Looking ahead, the implications for psychiatric genetics and clinical practice are extensive. Researchers can refine participant selection to either amplify or attenuate genetic specificity, depending on study aims. Clinicians may harness observable clinical features—age at onset, recurrence, and treatment setting—as proxies to infer underlying genetic architecture, potentially guiding prognosis and personalized interventions. Perhaps most importantly, the quantitative framework supplied by this study offers a novel tool for revisiting psychiatric classification systems with genetic clarity, moving beyond phenotypic symptom clusters toward genetically informed diagnoses.
Dr. Kendler aptly sums up the transformative nature of this work: “For over a century, we have debated whether psychiatric disorders are distinct biological entities or overlapping spectra. Now, for the first time, we can assign concrete numbers to these questions—some disorders cleave the genetic landscape clearly, while others blend extensively. Our findings compel clinicians and researchers to gauge diagnostic categories not just by symptoms but by their underlying genetic specificity.”
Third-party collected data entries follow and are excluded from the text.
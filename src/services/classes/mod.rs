pub mod create;
pub mod delete;
pub mod get;
pub mod list;
pub mod update;

use actix_web::{HttpRequest, HttpResponse, Result as ActixResult};
use std::sync::Arc;

use crate::models::classes::requests::{ClassListParams, CreateClassRequest, UpdateClassRequest};
use crate::storage::Storage;

pub struct ClassService {
    storage: Option<Arc<dyn Storage>>,
}

impl ClassService {
    pub fn new_lazy() -> Self {
        Self { storage: None }
    }

    pub(crate) fn get_storage(&self, request: &HttpRequest) -> Arc<dyn Storage> {
        if let Some(storage) = &self.storage {
            storage.clone()
        } else {
            request
                .app_data::<actix_web::web::Data<Arc<dyn Storage>>>()
                .expect("Storage not found in app data")
                .get_ref()
                .clone()
        }
    }

    // 创建班级
    pub async fn create_class(
        &self,
        class_data: CreateClassRequest,
        request: &HttpRequest,
    ) -> ActixResult<HttpResponse> {
        create::create_class(self, request, class_data).await
    }

    // 获取班级详情
    pub async fn get_class(
        &self,
        class_id: i64,
        request: &HttpRequest,
    ) -> ActixResult<HttpResponse> {
        get::get_class(self, request, class_id).await
    }

    // 分页列出班级
    pub async fn list_classes(
        &self,
        params: ClassListParams,
        request: &HttpRequest,
    ) -> ActixResult<HttpResponse> {
        list::list_classes(self, request, params).await
    }

    // 更新班级信息
    pub async fn update_class(
        &self,
        class_id: i64,
        update_data: UpdateClassRequest,
        request: &HttpRequest,
    ) -> ActixResult<HttpResponse> {
        update::update_class(self, request, class_id, update_data).await
    }

    // 删除班级（仍有学生时拒绝）
    pub async fn delete_class(
        &self,
        class_id: i64,
        request: &HttpRequest,
    ) -> ActixResult<HttpResponse> {
        delete::delete_class(self, request, class_id).await
    }
}
pub mod entities;
pub mod requests;
pub mod responses;
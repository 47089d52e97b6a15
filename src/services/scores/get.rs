use actix_web::{HttpRequest, HttpResponse, Result as ActixResult};

use super::ScoreService;
use crate::middlewares::RequireJWT;
use crate::models::scores::entities::grade_point;
use crate::models::scores::responses::ScoreResponse;
use crate::models::{ApiResponse, ErrorCode};

pub async fn get_score(
    service: &ScoreService,
    request: &HttpRequest,
    score_id: i64,
) -> ActixResult<HttpResponse> {
    let storage = service.get_storage(request);

    let score = match storage.get_score_by_id(score_id).await {
        Ok(Some(score)) => score,
        Ok(None) => {
            return Ok(HttpResponse::NotFound().json(ApiResponse::error_empty(
                ErrorCode::ScoreNotFound,
                "Score not found",
            )));
        }
        Err(e) => {
            return Ok(
                HttpResponse::InternalServerError().json(ApiResponse::error_empty(
                    ErrorCode::InternalServerError,
                    format!("Failed to get score information: {e}"),
                )),
            );
        }
    };

    // 学生只能查看本人成绩
    if let Some(user) = RequireJWT::extract_user_claims(request)
        && !user.role.can_view_all_scores()
        && user.related_id != Some(score.student_id)
    {
        return Ok(HttpResponse::Forbidden().json(ApiResponse::error_empty(
            ErrorCode::Forbidden,
            "You can only view your own scores",
        )));
    }

    let letter_grade = score.letter_grade();
    let point = grade_point(score.score);

    Ok(HttpResponse::Ok().json(ApiResponse::success(
        ScoreResponse {
            score,
            letter_grade,
            grade_point: point,
        },
        "Score retrieved successfully",
    )))
}
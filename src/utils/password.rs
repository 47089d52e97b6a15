use crate::config::AppConfig;
use crate::errors::SrmsError;
use argon2::password_hash::{SaltString, rand_core::OsRng};
use argon2::{Algorithm, Argon2, Params, PasswordHash, PasswordHasher, PasswordVerifier, Version};

/// 哈希密码
pub fn hash_password(password: &str) -> Result<String, SrmsError> {
    let config = AppConfig::get();
    let params = Params::new(
        config.argon2.memory_cost,
        config.argon2.time_cost,
        config.argon2.parallelism,
        None,
    )
    .map_err(|e| SrmsError::validation(format!("Argon2 参数错误: {e}")))?;

    let argon2 = Argon2::new(Algorithm::Argon2id, Version::V0x13, params);
    let salt = SaltString::generate(&mut OsRng);
    let hash = argon2
        .hash_password(password.as_bytes(), &salt)
        .map_err(|e| SrmsError::validation(format!("密码哈希失败: {e}")))?;
    Ok(hash.to_string())
}

/// 验证密码
pub fn verify_password(password: &str, hash: &str) -> bool {
    match PasswordHash::new(hash) {
        Ok(parsed_hash) => Argon2::default()
            .verify_password(password.as_bytes(), &parsed_hash)
            .is_ok(),
        Err(_) => false,
    }
}
pub mod create;
pub mod delete;
pub mod get;
pub mod list;
pub mod semesters;
pub mod update;

use actix_web::{HttpRequest, HttpResponse, Result as ActixResult};
use std::sync::Arc;

use crate::models::courses::requests::{CourseListParams, CreateCourseRequest, UpdateCourseRequest};
use crate::storage::Storage;

pub struct CourseService {
    storage: Option<Arc<dyn Storage>>,
}

impl CourseService {
    pub fn new_lazy() -> Self {
        Self { storage: None }
    }

    pub(crate) fn get_storage(&self, request: &HttpRequest) -> Arc<dyn Storage> {
        if let Some(storage) = &self.storage {
            storage.clone()
        } else {
            request
                .app_data::<actix_web::web::Data<Arc<dyn Storage>>>()
                .expect("Storage not found in app data")
                .get_ref()
                .clone()
        }
    }

    // 创建课程
    pub async fn create_course(
        &self,
        course_data: CreateCourseRequest,
        request: &HttpRequest,
    ) -> ActixResult<HttpResponse> {
        create::create_course(self, request, course_data).await
    }

    // 获取课程详情
    pub async fn get_course(
        &self,
        course_id: i64,
        request: &HttpRequest,
    ) -> ActixResult<HttpResponse> {
        get::get_course(self, request, course_id).await
    }

    // 分页列出课程
    pub async fn list_courses(
        &self,
        params: CourseListParams,
        request: &HttpRequest,
    ) -> ActixResult<HttpResponse> {
        list::list_courses(self, request, params).await
    }

    // 更新课程信息
    pub async fn update_course(
        &self,
        course_id: i64,
        update_data: UpdateCourseRequest,
        request: &HttpRequest,
    ) -> ActixResult<HttpResponse> {
        update::update_course(self, request, course_id, update_data).await
    }

    // 删除课程（已有成绩时拒绝）
    pub async fn delete_course(
        &self,
        course_id: i64,
        request: &HttpRequest,
    ) -> ActixResult<HttpResponse> {
        delete::delete_course(self, request, course_id).await
    }

    // 列出所有学期
    pub async fn list_semesters(&self, request: &HttpRequest) -> ActixResult<HttpResponse> {
        semesters::list_semesters(self, request).await
    }
}
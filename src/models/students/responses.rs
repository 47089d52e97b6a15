use super::entities::Student;
use serde::Serialize;
use ts_rs::TS;

// 学生详情响应（带班级名称）
#[derive(Debug, Serialize, TS)]
#[ts(export, export_to = "../frontend/src/types/generated/student.ts")]
pub struct StudentResponse {
    pub student: Student,
    pub class_name: Option<String>,
}
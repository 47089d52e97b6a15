use serde::Deserialize;
use ts_rs::TS;

// 用户登录请求（来自HTTP请求）
#[derive(Debug, Deserialize, TS)]
#[ts(export, export_to = "../frontend/src/types/generated/auth.ts")]
pub struct LoginRequest {
    /// 用户名
    pub username: String,
    /// 密码
    pub password: String,
    /// 是否记住我
    #[serde(default)]
    pub remember_me: bool,
}

// 修改密码请求
#[derive(Debug, Deserialize, TS)]
#[ts(export, export_to = "../frontend/src/types/generated/auth.ts")]
pub struct ChangePasswordRequest {
    pub old_password: String,
    pub new_password: String,
}
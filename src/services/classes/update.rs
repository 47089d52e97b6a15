use actix_web::{HttpRequest, HttpResponse, Result as ActixResult};
use tracing::{error, info};

use super::ClassService;
use crate::models::classes::requests::UpdateClassRequest;
use crate::models::{ApiResponse, ErrorCode};

pub async fn update_class(
    service: &ClassService,
    request: &HttpRequest,
    class_id: i64,
    update_data: UpdateClassRequest,
) -> ActixResult<HttpResponse> {
    let storage = service.get_storage(request);

    if let Some(ref class_name) = update_data.class_name {
        if class_name.trim().is_empty() {
            return Ok(HttpResponse::BadRequest().json(ApiResponse::error_empty(
                ErrorCode::ValidationFailed,
                "Class name must not be empty",
            )));
        }

        // 改名时检查名称是否被其他班级占用
        match storage.get_class_by_name(class_name).await {
            Ok(Some(existing)) if existing.id != class_id => {
                return Ok(HttpResponse::Conflict().json(ApiResponse::error_empty(
                    ErrorCode::ClassAlreadyExists,
                    "Class name already exists",
                )));
            }
            Ok(_) => {}
            Err(e) => {
                error!("Failed to check class name: {}", e);
                return Ok(
                    HttpResponse::InternalServerError().json(ApiResponse::error_empty(
                        ErrorCode::InternalServerError,
                        "Internal server error while checking class name",
                    )),
                );
            }
        }
    }

    match storage.update_class(class_id, update_data).await {
        Ok(Some(class)) => {
            info!("Class {} updated", class.class_name);
            Ok(HttpResponse::Ok().json(ApiResponse::success(class, "Class updated successfully")))
        }
        Ok(None) => Ok(HttpResponse::NotFound().json(ApiResponse::error_empty(
            ErrorCode::ClassNotFound,
            "Class not found",
        ))),
        Err(e) => Ok(
            HttpResponse::InternalServerError().json(ApiResponse::error_empty(
                ErrorCode::ClassUpdateFailed,
                format!("Class update failed: {e}"),
            )),
        ),
    }
}
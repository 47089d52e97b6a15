use actix_web::{HttpRequest, HttpResponse, Result as ActixResult};
use tracing::info;

use super::CourseService;
use crate::models::{ApiResponse, ErrorCode};

pub async fn delete_course(
    service: &CourseService,
    request: &HttpRequest,
    course_id: i64,
) -> ActixResult<HttpResponse> {
    let storage = service.get_storage(request);

    match storage.get_course_by_id(course_id).await {
        Ok(Some(_)) => {}
        Ok(None) => {
            return Ok(HttpResponse::NotFound().json(ApiResponse::error_empty(
                ErrorCode::CourseNotFound,
                "Course not found",
            )));
        }
        Err(e) => {
            return Ok(
                HttpResponse::InternalServerError().json(ApiResponse::error_empty(
                    ErrorCode::InternalServerError,
                    format!("Failed to get course information: {e}"),
                )),
            );
        }
    }

    // 已录入成绩的课程拒绝删除
    match storage.count_scores_by_course(course_id).await {
        Ok(0) => {}
        Ok(count) => {
            return Ok(HttpResponse::Conflict().json(ApiResponse::error_empty(
                ErrorCode::CourseHasScores,
                format!("Course still has {count} score record(s), delete them first"),
            )));
        }
        Err(e) => {
            return Ok(
                HttpResponse::InternalServerError().json(ApiResponse::error_empty(
                    ErrorCode::InternalServerError,
                    format!("Failed to count course scores: {e}"),
                )),
            );
        }
    }

    match storage.delete_course(course_id).await {
        Ok(true) => {
            info!("Course {} deleted", course_id);
            Ok(HttpResponse::Ok().json(ApiResponse::success_empty("Course deleted successfully")))
        }
        Ok(false) => Ok(HttpResponse::NotFound().json(ApiResponse::error_empty(
            ErrorCode::CourseNotFound,
            "Course not found",
        ))),
        Err(e) => Ok(
            HttpResponse::InternalServerError().json(ApiResponse::error_empty(
                ErrorCode::CourseDeleteFailed,
                format!("Course deletion failed: {e}"),
            )),
        ),
    }
}
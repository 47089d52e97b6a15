use actix_web::{HttpRequest, HttpResponse, Result as ActixResult};

use super::ClassService;
use crate::models::classes::responses::ClassResponse;
use crate::models::{ApiResponse, ErrorCode};

pub async fn get_class(
    service: &ClassService,
    request: &HttpRequest,
    class_id: i64,
) -> ActixResult<HttpResponse> {
    let storage = service.get_storage(request);

    let clazz = match storage.get_class_by_id(class_id).await {
        Ok(Some(clazz)) => clazz,
        Ok(None) => {
            return Ok(HttpResponse::NotFound().json(ApiResponse::error_empty(
                ErrorCode::ClassNotFound,
                "Class not found",
            )));
        }
        Err(e) => {
            return Ok(
                HttpResponse::InternalServerError().json(ApiResponse::error_empty(
                    ErrorCode::InternalServerError,
                    format!("Failed to get class information: {e}"),
                )),
            );
        }
    };

    let student_count = match storage.count_students_in_class(class_id).await {
        Ok(count) => count as i64,
        Err(e) => {
            tracing::warn!("Failed to count students in class {}: {}", class_id, e);
            0
        }
    };

    Ok(HttpResponse::Ok().json(ApiResponse::success(
        ClassResponse {
            clazz,
            student_count,
        },
        "Class retrieved successfully",
    )))
}
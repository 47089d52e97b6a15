pub mod create;
pub mod delete;
pub mod get;
pub mod list;
pub mod update;

use actix_web::{HttpRequest, HttpResponse, Result as ActixResult};
use std::sync::Arc;

use crate::config::AppConfig;
use crate::models::students::requests::{
    CreateStudentRequest, StudentListParams, UpdateStudentRequest,
};
use crate::storage::Storage;

pub struct StudentService {
    storage: Option<Arc<dyn Storage>>,
}

impl StudentService {
    pub fn new_lazy() -> Self {
        Self { storage: None }
    }

    pub(crate) fn get_storage(&self, request: &HttpRequest) -> Arc<dyn Storage> {
        if let Some(storage) = &self.storage {
            storage.clone()
        } else {
            request
                .app_data::<actix_web::web::Data<Arc<dyn Storage>>>()
                .expect("Storage not found in app data")
                .get_ref()
                .clone()
        }
    }

    pub(crate) fn get_config(&self) -> &AppConfig {
        AppConfig::get()
    }

    // 创建学生档案（同时开设账户）
    pub async fn create_student(
        &self,
        student_data: CreateStudentRequest,
        request: &HttpRequest,
    ) -> ActixResult<HttpResponse> {
        create::create_student(self, request, student_data).await
    }

    // 获取学生详情
    pub async fn get_student(
        &self,
        student_id: i64,
        request: &HttpRequest,
    ) -> ActixResult<HttpResponse> {
        get::get_student(self, request, student_id).await
    }

    // 分页列出学生
    pub async fn list_students(
        &self,
        params: StudentListParams,
        request: &HttpRequest,
    ) -> ActixResult<HttpResponse> {
        list::list_students(self, request, params).await
    }

    // 更新学生信息
    pub async fn update_student(
        &self,
        student_id: i64,
        update_data: UpdateStudentRequest,
        request: &HttpRequest,
    ) -> ActixResult<HttpResponse> {
        update::update_student(self, request, student_id, update_data).await
    }

    // 删除学生档案（连带账户与成绩）
    pub async fn delete_student(
        &self,
        student_id: i64,
        request: &HttpRequest,
    ) -> ActixResult<HttpResponse> {
        delete::delete_student(self, request, student_id).await
    }
}
use actix_web::{HttpRequest, HttpResponse, Result as ActixResult};

use super::{StatsService, engine};
use crate::middlewares::RequireJWT;
use crate::models::stats::responses::StudentGpaResponse;
use crate::models::{ApiResponse, ErrorCode};

pub async fn student_gpa(
    service: &StatsService,
    request: &HttpRequest,
    student_id: i64,
) -> ActixResult<HttpResponse> {
    let storage = service.get_storage(request);

    // 学生只能查看本人绩点
    if let Some(user) = RequireJWT::extract_user_claims(request)
        && !user.role.can_view_all_scores()
        && user.related_id != Some(student_id)
    {
        return Ok(HttpResponse::Forbidden().json(ApiResponse::error_empty(
            ErrorCode::Forbidden,
            "You can only view your own GPA",
        )));
    }

    let student = match storage.get_student_by_id(student_id).await {
        Ok(Some(student)) => student,
        Ok(None) => {
            return Ok(HttpResponse::NotFound().json(ApiResponse::error_empty(
                ErrorCode::StudentNotFound,
                "Student not found",
            )));
        }
        Err(e) => {
            return Ok(
                HttpResponse::InternalServerError().json(ApiResponse::error_empty(
                    ErrorCode::InternalServerError,
                    format!("Failed to get student information: {e}"),
                )),
            );
        }
    };

    let details = match storage.find_scores_by_student(student_id).await {
        Ok(details) => details,
        Err(e) => {
            return Ok(
                HttpResponse::InternalServerError().json(ApiResponse::error_empty(
                    ErrorCode::InternalServerError,
                    format!("Failed to retrieve student scores: {e}"),
                )),
            );
        }
    };

    let (gpa, total_credits, course_count) = engine::gpa_summary(&details);

    let response = StudentGpaResponse {
        student_id,
        student_no: student.student_no,
        student_name: student.name,
        gpa,
        total_credits,
        course_count,
    };

    Ok(HttpResponse::Ok().json(ApiResponse::success(
        response,
        "Student GPA retrieved successfully",
    )))
}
This landmark investigation not only advances psychiatric genetics by illuminating the heterogeneous genetic constitution of mental illness, but it also exemplifies how interdisciplinary collaboration and large-scale population science can bridge molecular biology, epidemiology, clinical psychiatry, and public health. Open Access publication in Genomic Psychiatry ensures that these insights will catalyze further research, shaping the future of psychiatric nosology and precision medicine.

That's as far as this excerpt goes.